The Russian National Association (Ryska riksförbundet) is a Swedish association, which serves both as a friendship association between Russia and Sweden, and as a community organization for the Russians in Sweden. It was founded on 18 October 2003. In 2008 the National Association consisted of 20 local associations. The following year it joined SIOS, the Cooperation Group for Ethnic Associations in Sweden. Its Chairperson is Lioudmila Siegel, who during the Russian presidential election in 2012 identified herself as a supporter of President Vladimir Putin, and rejected accusations of election fraud.
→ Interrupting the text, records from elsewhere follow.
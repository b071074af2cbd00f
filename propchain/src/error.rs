//! Error types for the propchain library.
//!
//! This module provides the error hierarchy shared by every component of the
//! resolution engine, using `thiserror` for ergonomic error handling.

use std::path::PathBuf;

use thiserror::Error;

use crate::convert::Shape;
use crate::profiles::ProfileParseError;

/// Result type alias for operations that may fail with a propchain error.
///
/// # Examples
///
/// ```
/// use propchain::{Error, Result};
///
/// fn lookup_port() -> Result<u16> {
///     Ok(8080)
/// }
/// ```
pub type Result<T> = std::result::Result<T, Error>;

/// The main error type for the propchain library.
///
/// Every failure is surfaced synchronously to the immediate caller; the
/// engine never retries and never returns a partial result.
#[derive(Debug, Error)]
pub enum Error {
    /// No source in the chain defines the requested key.
    #[error("required property '{key}' not found")]
    PropertyNotFound {
        /// The key that was looked up.
        key: String,
    },

    /// A chain operation referenced a source name that is not registered.
    #[error("property source '{name}' not found{}", format_suggestions(suggestions))]
    SourceNotFound {
        /// The missing source name.
        name: String,
        /// Registered source names that look similar.
        suggestions: Vec<String>,
    },

    /// An argument was rejected (invalid profile label, self-relative insertion).
    #[error("illegal argument: {reason}")]
    IllegalArgument {
        /// Why the argument was rejected.
        reason: String,
    },

    /// A value exists but cannot be converted to the requested shape.
    #[error("cannot convert '{value}' to {shape}: {reason}")]
    Conversion {
        /// Textual rendering of the offending value.
        value: String,
        /// The requested target shape.
        shape: Shape,
        /// The converter's explanation.
        reason: String,
    },

    /// Strict expansion hit a placeholder with no value and no fallback.
    #[error("could not resolve placeholder '{placeholder}' in value \"{text}\"")]
    UnresolvablePlaceholder {
        /// The placeholder key.
        placeholder: String,
        /// The text being expanded when the failure occurred.
        text: String,
    },

    /// Expansion re-entered a key that is still being expanded.
    #[error("circular placeholder reference '{key}'")]
    CircularReference {
        /// The key that closed the cycle.
        key: String,
    },

    /// A profile expression could not be parsed.
    #[error("malformed profile expression: {0}")]
    ProfileParse(#[from] ProfileParseError),

    /// An I/O error occurred.
    #[error("I/O error: {0}")]
    Io(#[from] std::io::Error),

    /// A YAML document could not be parsed.
    #[error("YAML error: {0}")]
    Yaml(#[from] serde_yaml::Error),

    /// A JSON document could not be parsed.
    #[error("JSON error: {0}")]
    Json(#[from] serde_json::Error),

    /// A configuration file could not be turned into a source.
    #[error("cannot load {}: {reason}", path.display())]
    FileLoad {
        /// The file being loaded.
        path: PathBuf,
        /// Why loading failed.
        reason: String,
    },
}

fn format_suggestions(suggestions: &[String]) -> String {
    if suggestions.is_empty() {
        String::new()
    } else {
        format!(" (did you mean: {}?)", suggestions.join(", "))
    }
}

impl Error {
    /// Check if the error means a key or source was absent.
    ///
    /// # Examples
    ///
    /// ```
    /// use propchain::Error;
    ///
    /// let err = Error::PropertyNotFound { key: "server.port".into() };
    /// assert!(err.is_not_found());
    /// ```
    #[must_use]
    pub fn is_not_found(&self) -> bool {
        matches!(
            self,
            Self::PropertyNotFound { .. } | Self::SourceNotFound { .. }
        )
    }

    /// Check if the error is a conversion failure.
    #[must_use]
    pub fn is_conversion(&self) -> bool {
        matches!(self, Self::Conversion { .. })
    }

    pub(crate) fn illegal(reason: impl Into<String>) -> Self {
        Self::IllegalArgument {
            reason: reason.into(),
        }
    }
}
According to its charter, the goals of the Russian National Association include to preserve the Russian language, popularize Russian culture in Sweden, tie closer bonds between Russia and Sweden, support the integration of Russians living in Sweden, oppose xenophobia, and "support the unification of Russian compatriots abroad". The association has close connections to the Russian embassy in Stockholm, and regularly arranges events together with it. Other activities include for example a moving exhibition about Russian women in Sweden called "The Russian Bride – An Ordinary Woman", challenging societal views on so-called mail-order brides, memorial activities in connection to a World War II-era camp that held Soviet military internees in Rönntorp, and a 2 November 2014 rally in memory of the 2 May 2014 Odessa clashes, which the association denounced as a massacre, also calling the 2014 Ukrainian revolution an illegal coup d'état.

In 2023, newspaper Dagens Nyheter published an article where they accused the Russian National Association for spreading Russian and Putinist propaganda internally while they receive Swedish public funds which are conditional on adhering to democratic values. Arbetarnas bildningsförbund (ABF, "Workers' Educational Association") immediately broke off their cooperation with the Russian National Association following the article.